BEGIN Records provided
//! Configuration data model.

use serde::Deserialize;
use std::path::PathBuf;
use std::time::Duration;

use super::defaults::{DEFAULT_IDLE_MS, DEFAULT_LOG_LEVEL};
use crate::panel::style::DEFAULT_INLINE_WIDTH_PERCENT;
use crate::session::{ConsoleOptions, PanelVariant, DEFAULT_END_MESSAGE};

/// Top-level configuration (`console-panel.toml`).
#[derive(Debug, Clone, Default, Deserialize, PartialEq, Eq)]
#[serde(default)]
pub struct Config {
    pub console: ConsoleConfig,
    pub inline: InlineConfig,
    pub display: DisplayConfig,
    pub log: LogConfig,
}

impl Config {
    /// Session tunables derived from this config.
    pub fn console_options(&self) -> ConsoleOptions {
        ConsoleOptions {
            idle_delay: Duration::from_millis(self.console.idle_ms),
            end_message: self.console.end_message.clone(),
            inline_width_percent: self.inline.width_percent,
            start_collapsed: self.inline.start_collapsed,
            color: self.display.color,
        }
    }
}

/// `[console]`: session behavior.
#[derive(Debug, Clone, Deserialize, PartialEq, Eq)]
#[serde(default)]
pub struct ConsoleConfig {
    pub variant: PanelVariant,
    /// Idle delay before an app session ends on its own.
    pub idle_ms: u64,
    pub end_message: String,
}

impl Default for ConsoleConfig {
    fn default() -> Self {
        Self {
            variant: PanelVariant::App,
            idle_ms: DEFAULT_IDLE_MS,
            end_message: DEFAULT_END_MESSAGE.to_string(),
        }
    }
}

/// `[inline]`: side panel geometry.
#[derive(Debug, Clone, Deserialize, PartialEq, Eq)]
#[serde(default)]
pub struct InlineConfig {
    /// Share of the surface width taken by the panel.
    pub width_percent: u16,
    pub start_collapsed: bool,
}

impl Default for InlineConfig {
    fn default() -> Self {
        Self {
            width_percent: DEFAULT_INLINE_WIDTH_PERCENT,
            start_collapsed: false,
        }
    }
}

/// `[display]`: rendering preferences.
#[derive(Debug, Clone, Deserialize, PartialEq, Eq)]
#[serde(default)]
pub struct DisplayConfig {
    pub color: bool,
}

impl Default for DisplayConfig {
    fn default() -> Self {
        Self { color: true }
    }
}

/// `[log]`: diagnostics written while the panel owns the terminal.
#[derive(Debug, Clone, Deserialize, PartialEq, Eq)]
#[serde(default)]
pub struct LogConfig {
    /// Log file path; defaults to the config dir.
    pub file: Option<PathBuf>,
    /// Filter used when `CONSOLE_PANEL_LOG` is unset.
    pub level: String,
}

impl Default for LogConfig {
    fn default() -> Self {
        Self {
            file: None,
            level: DEFAULT_LOG_LEVEL.to_string(),
        }
    }
}

/// Configuration plus where it came from.
#[derive(Debug, Clone)]
pub struct LoadedConfig {
    pub config: Config,
    /// Human-readable description of the winning source.
    pub source: String,
}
END Records provided
__What the task asks__.
The response should contain each record above, retyped exactly.

__Result below__.
//! Configuration data model.

use serde::Deserialize;
use std::path::PathBuf;
use std::time::Duration;

use super::defaults::{DEFAULT_IDLE_MS, DEFAULT_LOG_LEVEL};
use crate::panel::style::DEFAULT_INLINE_WIDTH_PERCENT;
use crate::session::{ConsoleOptions, PanelVariant, DEFAULT_END_MESSAGE};

/// Top-level configuration (`console-panel.toml`).
#[derive(Debug, Clone, Default, Deserialize, PartialEq, Eq)]
#[serde(default)]
pub struct Config {
    pub console: ConsoleConfig,
    pub inline: InlineConfig,
    pub display: DisplayConfig,
    pub log: LogConfig,
}

impl Config {
    /// Session tunables derived from this config.
    pub fn console_options(&self) -> ConsoleOptions {
        ConsoleOptions {
            idle_delay: Duration::from_millis(self.console.idle_ms),
            end_message: self.console.end_message.clone(),
            inline_width_percent: self.inline.width_percent,
            start_collapsed: self.inline.start_collapsed,
            color: self.display.color,
        }
    }
}

/// `[console]`: session behavior.
#[derive(Debug, Clone, Deserialize, PartialEq, Eq)]
#[serde(default)]
pub struct ConsoleConfig {
    pub variant: PanelVariant,
    /// Idle delay before an app session ends on its own.
    pub idle_ms: u64,
    pub end_message: String,
}

impl Default for ConsoleConfig {
    fn default() -> Self {
        Self {
            variant: PanelVariant::App,
            idle_ms: DEFAULT_IDLE_MS,
            end_message: DEFAULT_END_MESSAGE.to_string(),
        }
    }
}

/// `[inline]`: side panel geometry.
#[derive(Debug, Clone, Deserialize, PartialEq, Eq)]
#[serde(default)]
pub struct InlineConfig {
    /// Share of the surface width taken by the panel.
    pub width_percent: u16,
    pub start_collapsed: bool,
}

impl Default for InlineConfig {
    fn default() -> Self {
        Self {
            width_percent: DEFAULT_INLINE_WIDTH_PERCENT,
            start_collapsed: false,
        }
    }
}

/// `[display]`: rendering preferences.
#[derive(Debug, Clone, Deserialize, PartialEq, Eq)]
#[serde(default)]
pub struct DisplayConfig {
    pub color: bool,
}

impl Default for DisplayConfig {
    fn default() -> Self {
        Self { color: true }
    }
}

/// `[log]`: diagnostics written while the panel owns the terminal.
#[derive(Debug, Clone, Deserialize, PartialEq, Eq)]
#[serde(default)]
pub struct LogConfig {
    /// Log file path; defaults to the config dir.
    pub file: Option<PathBuf>,
    /// Filter used when `CONSOLE_PANEL_LOG` is unset.
    pub level: String,
}

impl Default for LogConfig {
    fn default() -> Self {
        Self {
            file: None,
            level: DEFAULT_LOG_LEVEL.to_string(),
        }
    }
}

/// Configuration plus where it came from.
#[derive(Debug, Clone)]
pub struct LoadedConfig {
    pub config: Config,
    /// Human-readable description of the winning source.
    pub source: String,
}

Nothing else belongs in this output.